Items from a dataset
┄┄┄┄┄┄┄┄┄┄

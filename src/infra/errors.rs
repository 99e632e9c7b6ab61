// src/infra/errors.rs — Error types for promptprobe

use thiserror::Error;

use crate::core::template::TemplateError;

#[derive(Error, Debug)]
pub enum ProbeError {
    // Suite loading (fatal: nothing runs)
    #[error("Suite '{name}' not found: {path} does not exist")]
    SuiteNotFound { name: String, path: String },

    #[error("Suite '{name}' is malformed: {reason}")]
    MalformedSuite { name: String, reason: String },

    // Trial execution (recorded on the trial, never fatal)
    #[error("Evaluator '{evaluator}' failed: {message}")]
    Evaluator { evaluator: String, message: String },

    #[error("Provider '{provider}' error: {message}")]
    Provider {
        provider: String,
        message: String,
        retriable: bool,
    },

    #[error("Rate limited by '{provider}', retry after {retry_after_ms}ms")]
    RateLimited {
        provider: String,
        retry_after_ms: u64,
    },

    #[error("{operation} timed out after {timeout_ms}ms")]
    Timeout { operation: String, timeout_ms: u64 },

    /// The grading call succeeded but its content was unusable.
    /// Graders fail closed on this; it never marks a trial as errored.
    #[error("Grader output unusable: {reason}")]
    MalformedGraderOutput { reason: String, raw: String },

    #[error(transparent)]
    Template(#[from] TemplateError),

    // Remote dashboard
    #[error("Remote endpoint returned {status}: {body}")]
    Remote { status: u16, body: String },

    // Infra
    #[error("No API key configured. Set OPENAI_API_KEY or [provider].api_key in config.toml.")]
    NoApiKey,

    #[error("Configuration error: {0}")]
    Config(String),

    #[error("IO error: {0}")]
    Io(#[from] std::io::Error),

    #[error("HTTP error: {0}")]
    Http(#[from] reqwest::Error),

    #[error(transparent)]
    Other(#[from] anyhow::Error),
}

impl ProbeError {
    pub fn evaluator(evaluator: impl Into<String>, message: impl Into<String>) -> Self {
        ProbeError::Evaluator {
            evaluator: evaluator.into(),
            message: message.into(),
        }
    }

    pub fn malformed_suite(name: impl Into<String>, reason: impl Into<String>) -> Self {
        ProbeError::MalformedSuite {
            name: name.into(),
            reason: reason.into(),
        }
    }

    pub fn timeout(operation: impl Into<String>, timeout: std::time::Duration) -> Self {
        ProbeError::Timeout {
            operation: operation.into(),
            timeout_ms: timeout.as_millis() as u64,
        }
    }

    pub fn is_retriable(&self) -> bool {
        matches!(
            self,
            ProbeError::Provider {
                retriable: true,
                ..
            } | ProbeError::RateLimited { .. }
        )
    }

    /// Errors raised while loading a suite. These abort the invocation
    /// before any trial runs.
    pub fn is_suite_error(&self) -> bool {
        matches!(
            self,
            ProbeError::SuiteNotFound { .. } | ProbeError::MalformedSuite { .. }
        )
    }
}

#[cfg(test)]
mod tests {
    use super::*;
    use std::time::Duration;

    #[test]
    fn test_retriable_classification() {
        let transient = ProbeError::Provider {
            provider: "openai".into(),
            message: "HTTP 503".into(),
            retriable: true,
        };
        assert!(transient.is_retriable());
        assert!(ProbeError::RateLimited {
            provider: "openai".into(),
            retry_after_ms: 100,
        }
        .is_retriable());
        assert!(!ProbeError::NoApiKey.is_retriable());
        assert!(!ProbeError::timeout("chat completion", Duration::from_secs(1)).is_retriable());
    }

    #[test]
    fn test_suite_error_classification() {
        assert!(ProbeError::malformed_suite("s", "no tests").is_suite_error());
        assert!(ProbeError::SuiteNotFound {
            name: "s".into(),
            path: "/tmp/s".into(),
        }
        .is_suite_error());
        assert!(!ProbeError::evaluator("contains", "boom").is_suite_error());
    }

    #[test]
    fn test_timeout_message() {
        let e = ProbeError::timeout("link check", Duration::from_millis(1500));
        assert_eq!(e.to_string(), "link check timed out after 1500ms");
    }

    #[test]
    fn test_template_error_is_transparent() {
        let e: ProbeError = TemplateError::MissingVariable("app_name".into()).into();
        assert_eq!(
            e.to_string(),
            "prompt variable 'app_name' is not defined for this test"
        );
    }
}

┄┄┄┄┄┄┄┄┄┄

(About this exercise):
Lines holding the word "link": say how many there are in the data, and nothing more.

(Answer space):
2